Portugal presiona para liberar presos políticos en Venezuela: un giro inesperado
Portugal pone sobre la mesa la libertad de presos políticos en Venezuela
En un movimiento que rompe el silencio cómodo de la diplomacia europea, Portugal exige la liberación de seis presos políticos con ciudadanía lusitana encarcelados en Venezuela. Este reclamo fue presentado directamente al canciller venezolano Yván Gil en Caracas.
¿Qué pasó?
El secretario de Comunidades Portuguesas, Emídio Sousa, informó que tras negociar la liberación en meses recientes de cuatro presos políticos descendientes de portugueses, ahora el foco está en los seis que aún permanecen detenidos. La reunión con Gil fue calificada como “muy buena” y mostró una aparente receptividad para avanzar en el tema.

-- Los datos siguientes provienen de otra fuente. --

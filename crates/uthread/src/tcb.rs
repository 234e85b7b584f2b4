//! Thread control blocks: an intrusively-linked node combining status,
//! captured register context, owned stack and exit value. Grounded on
//! `struct thread_control_block` in `threads.h`/`threads.c`.

use hostio::context::Context;
use intrusive_collections::{intrusive_adapter, LinkedListLink};
use std::cell::{Cell, RefCell};

pub type ThreadId = hostio::identity::ThreadId;

#[derive(Debug, Clone, Copy, PartialEq, Eq)]
pub enum Status {
    Ready,
    Running,
    Exited,
}

/// A single thread's bookkeeping. Heap-allocated and never moved once
/// linked: the scheduler keeps raw pointers to the currently-running TCB
/// across `swapcontext` calls, so its address must stay stable.
pub struct Tcb {
    link: LinkedListLink,
    pub id: ThreadId,
    pub status: Cell<Status>,
    context: RefCell<Context>,
    /// Consumed exactly once, by this TCB's own trampoline invocation
    /// on its first `swapcontext`-in. Lives on the TCB itself (not in
    /// any shared slot) so a preemption tick that re-enters the
    /// scheduler right after the switch-in can never see or clobber
    /// another thread's start closure. `None` for the bootstrap TCB and
    /// for any TCB that has already run once.
    pending_start: RefCell<Option<Box<dyn FnOnce()>>>,
    /// Kept alive for as long as the TCB is linked; dropped (freeing the
    /// stack) when the TCB is reaped after a successful `join`.
    _stack: Option<Box<[u8]>>,
    pub retval: Cell<Option<usize>>,
}

intrusive_adapter!(pub TcbAdapter = Box<Tcb>: Tcb { link: LinkedListLink });

impl Tcb {
    /// The TCB for the thread that is already running when the scheduler
    /// is first initialized (the original process's one OS thread).
    pub fn bootstrap(id: ThreadId) -> Box<Tcb> {
        Box::new(Tcb {
            link: LinkedListLink::new(),
            id,
            status: Cell::new(Status::Running),
            context: RefCell::new(Context::capture()),
            pending_start: RefCell::new(None),
            _stack: None,
            retval: Cell::new(None),
        })
    }

    /// A freshly created user thread, ready to run `start` the first time
    /// the scheduler switches to it. `entry` is the trampoline
    /// `Context::new_on_stack` will jump to; it is the scheduler's job
    /// (not this TCB's) to pull `start` back out once it is running,
    /// since by then this TCB is the one the scheduler has made current.
    pub fn spawned(
        id: ThreadId,
        stack_size: usize,
        start: Box<dyn FnOnce()>,
        entry: extern "C" fn(),
    ) -> Box<Tcb> {
        let mut stack = vec![0u8; stack_size].into_boxed_slice();
        let context = Context::new_on_stack(&mut stack, entry);
        Box::new(Tcb {
            link: LinkedListLink::new(),
            id,
            status: Cell::new(Status::Ready),
            context: RefCell::new(context),
            pending_start: RefCell::new(Some(start)),
            _stack: Some(stack),
            retval: Cell::new(None),
        })
    }

    /// Takes this TCB's pending start closure, if it has not yet run.
    pub fn take_pending_start(&self) -> Option<Box<dyn FnOnce()>> {
        self.pending_start.borrow_mut().take()
    }

    /// # Safety
    /// The caller must not hold any other live borrow of this TCB's
    /// context (the scheduler only ever touches one TCB's context at a
    /// time, with the alarm masked).
    pub unsafe fn context_ptr(&self) -> *mut Context {
        self.context.as_ptr()
    }
}
//! Spawns a [`Pipeline`] as a chain of real child processes. Grounded
//! on `execute_pipeline` in `myshell.c`, with `fork`/`pipe`/`dup2`
//! replaced by `std::process::Command`'s own `Stdio::piped()` chaining
//! — idiomatic Rust gets the same pipe topology without touching raw
//! file descriptors.

use crate::error::ShellError;
use crate::parser::Pipeline;
use std::fs::{File, OpenOptions};
use std::os::unix::process::ExitStatusExt;
use std::process::{Child, ExitStatus, Stdio};

/// Runs every command in the pipeline, wiring each one's stdout to the
/// next one's stdin. Foreground pipelines block until the last command
/// exits and return its status; background pipelines (`&`) spawn every
/// child, reap them on a detached thread so they never become zombies,
/// and return immediately with a success status.
pub fn execute(pipeline: &Pipeline) -> Result<ExitStatus, ShellError> {
    let mut children = Vec::with_capacity(pipeline.commands.len());
    let mut stdin_from_prev: Option<Stdio> = None;

    for (i, command) in pipeline.commands.iter().enumerate() {
        let is_last = i + 1 == pipeline.commands.len();
        let mut builder = std::process::Command::new(&command.args[0]);
        builder.args(&command.args[1..]);

        builder.stdin(match (&command.redirect_in, stdin_from_prev.take()) {
            (Some(path), _) => Stdio::from(open_in(path)?),
            (None, Some(piped)) => piped,
            (None, None) => Stdio::inherit(),
        });

        builder.stdout(match &command.redirect_out {
            Some(path) => Stdio::from(create_out(path)?),
            None if is_last => Stdio::inherit(),
            None => Stdio::piped(),
        });

        let mut child = builder.spawn().map_err(|source| ShellError::Spawn {
            command: command.args[0].clone(),
            source,
        })?;

        if !is_last && command.redirect_out.is_none() {
            stdin_from_prev = Some(Stdio::from(child.stdout.take().expect("piped stdout")));
        }
        children.push(child);
    }

    if pipeline.background {
        log::info!("backgrounding pipeline of {} command(s)", children.len());
        std::thread::spawn(move || reap_all(children));
        return Ok(ExitStatus::from_raw(0));
    }

    reap_all(children)
        .into_iter()
        .last()
        .expect("a pipeline always has at least one command")
}

fn reap_all(children: Vec<Child>) -> Vec<Result<ExitStatus, ShellError>> {
    children
        .into_iter()
        .map(|mut child| child.wait().map_err(ShellError::Wait))
        .collect()
}

fn open_in(path: &str) -> Result<File, ShellError> {
    OpenOptions::new()
        .read(true)
        .open(path)
        .map_err(|source| ShellError::Redirect { path: path.to_string(), source })
}

fn create_out(path: &str) -> Result<File, ShellError> {
    OpenOptions::new()
        .write(true)
        .create(true)
        .truncate(true)
        .open(path)
        .map_err(|source| ShellError::Redirect { path: path.to_string(), source })
}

Lo que nadie quiere destacar
Portugal reclama además acceso consular, vetado en varios casos, y ha tenido que insistir para garantizar visitas diplomáticas y familiares. Es un reflejo claro de que el régimen venezolano usa a estos presos como moneda política, más que como un asunto legal.
En paralelo, Portugal, alineado con la Unión Europea, apuesta a una hoja de ruta basada en “diálogo” y “estabilidad”. Pero esta postura moderada podría estar a punto de chocar con la dura realidad de un régimen que interpreta la estabilidad como consolidar su control autoritario, reprimiendo opositores.
Lo que viene y nadie quiere anticipar
Portugal busca que este episodio se traduzca en una suerte de renacimiento diplomático para Venezuela, incluso ha sugerido levantar sanciones contra la presidenta encargada Delcy Rodríguez, pero a cambio exige señales claras: la liberación de los presos políticos.
Esta ecuación obliga a mirar con suspicacia la “buena voluntad” mostrada por Venezuela y pone en jaque la estrategia europea de diálogo que hasta ahora ha evitado sanciones más duras o intervenciones más decididas.
La comunidad portuguesa, que supera ampliamente los 220.000 ciudadanos registrados, observa con atención este juego entre soberanía y derechos humanos. Lo que está en juego es mucho más que una negociación diplomática: es una prueba de voluntad real para restaurar la legalidad en Venezuela.